Telecom customers will, in the near future, be managing their own phone services, and even resolving faults, over the Internet. The head of Telecom's three year old national faults centre in Takapuna, says such 'self-service' extensions to its existing OpenUptime faults system are 'very achievable'. It's number portability and PCS that are going to keep the faults people awake nights in the next few years.

Telecom customers will, in the near future, be managing their own phone services, and even resolving faults, over the Internet.

Alan Goudge, manager of Telecom's three year old national faults centre in Takapuna, says "self-service" extensions to its existing OpenUptime faults system are "very achievable. That's not airy-fairy stuff way out in the future - I think it'll be with us in the not-too-distant future.

"Self-service could be offered either from the keypad at home, or via the Internet," says Goudge. "The challenge I suppose is educating our customers to understand what they're doing, but if we've got a system that will take them through the process, I think it's achievable.

"Customers could provide themselves with smart-phone services - call-minder or call-diversion. They could do some initial analysis as to what their problem may be, and it's not beyond the capabilities of the system that they could resolve some problems themselves."

Such services, ironically, provide less of a challange to the faults service than two more familiar catchcries of the modern telecommunications environment - PCS and number portability, which both mean that a certain number can no longer be automatically associated with a certain location. Goudge says the centre is looking at ways to cope with both.

"The first challenge is the integration of cellular and fixed and the introduction of PCS, but the big one is portability.

"Historically, 09 has always been Telecom Auckland. Taking number portability to the final degree, I could be a Telecom customer in Auckland and I might decide Auckland's too expensive a location, so I move down to Christchurch.

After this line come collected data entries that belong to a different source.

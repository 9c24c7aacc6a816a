use std::fmt;

use chrono::{DateTime, Utc};

/// Store-assigned item identifier (SQLite rowid).
pub type ItemId = i64;

/// Maximum title length in characters, mirroring the `VARCHAR(100)` column.
pub const TITLE_MAX_LEN: usize = 100;

/// The single record managed by itembook.
///
/// `id` and `created_at` are owned by the store and never change after
/// insertion; only `title` and `description` are mutable.
#[derive(Debug, Clone, PartialEq)]
pub struct Item {
    pub id: ItemId,
    pub title: String,
    pub description: Option<String>,
    pub created_at: DateTime<Utc>,
}

impl fmt::Display for Item {
    fn fmt(&self, f: &mut fmt::Formatter<'_>) -> fmt::Result {
        write!(f, "<Item {}: {}>", self.id, self.title)
    }
}

/// A validated title/description pair, ready to be written by a store.
///
/// The only way to build one is [`ItemDraft::new`], so every draft that
/// reaches a store has a non-blank title within [`TITLE_MAX_LEN`].
#[derive(Debug, Clone, PartialEq, Eq)]
pub struct ItemDraft {
    title: String,
    description: Option<String>,
}

impl ItemDraft {
    /// Validate raw field values.
    ///
    /// `None` means the field was absent from the submission. The title is
    /// trimmed; a blank description is normalized to `None`.
    pub fn new(
        title: Option<String>,
        description: Option<String>,
    ) -> Result<Self, ValidationError> {
        let title = title.ok_or(ValidationError::MissingField("title"))?;
        let title = title.trim();
        if title.is_empty() {
            return Err(ValidationError::EmptyField("title"));
        }

        let len = title.chars().count();
        if len > TITLE_MAX_LEN {
            return Err(ValidationError::TooLong {
                field: "title",
                max: TITLE_MAX_LEN,
                actual: len,
            });
        }

        let description = description.filter(|d| !d.trim().is_empty());

        Ok(Self {
            title: title.to_string(),
            description,
        })
    }

    pub fn title(&self) -> &str {
        &self.title
    }

    pub fn description(&self) -> Option<&str> {
        self.description.as_deref()
    }
}

/// A submitted field failed validation.
#[derive(Debug, Clone, PartialEq, Eq, thiserror::Error)]
pub enum ValidationError {
    #[error("{0} is required")]
    MissingField(&'static str),

    #[error("{0} must not be empty")]
    EmptyField(&'static str),

    #[error("{field} must be at most {max} characters (got {actual})")]
    TooLong {
        field: &'static str,
        max: usize,
        actual: usize,
    },
}

impl ValidationError {
    /// Name of the offending form field.
    pub fn field(&self) -> &'static str {
        match self {
            Self::MissingField(f) | Self::EmptyField(f) => *f,
            Self::TooLong { field, .. } => *field,
        }
    }
}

But I want to keep my number, so I'm now an Auckland number in Christchurch. then I might decide that Telecom isn't giving me the service I was and I go to an alternative carrier. So I'm now a Telecom 09 number - but I'm actually an alternative carrier's customer in Christchurch.

"So you can understand the confusion that will present in terms of managing the service to that customer. The customer can have a number which is theirs - but that number will not necessarily identify a carrier or a location."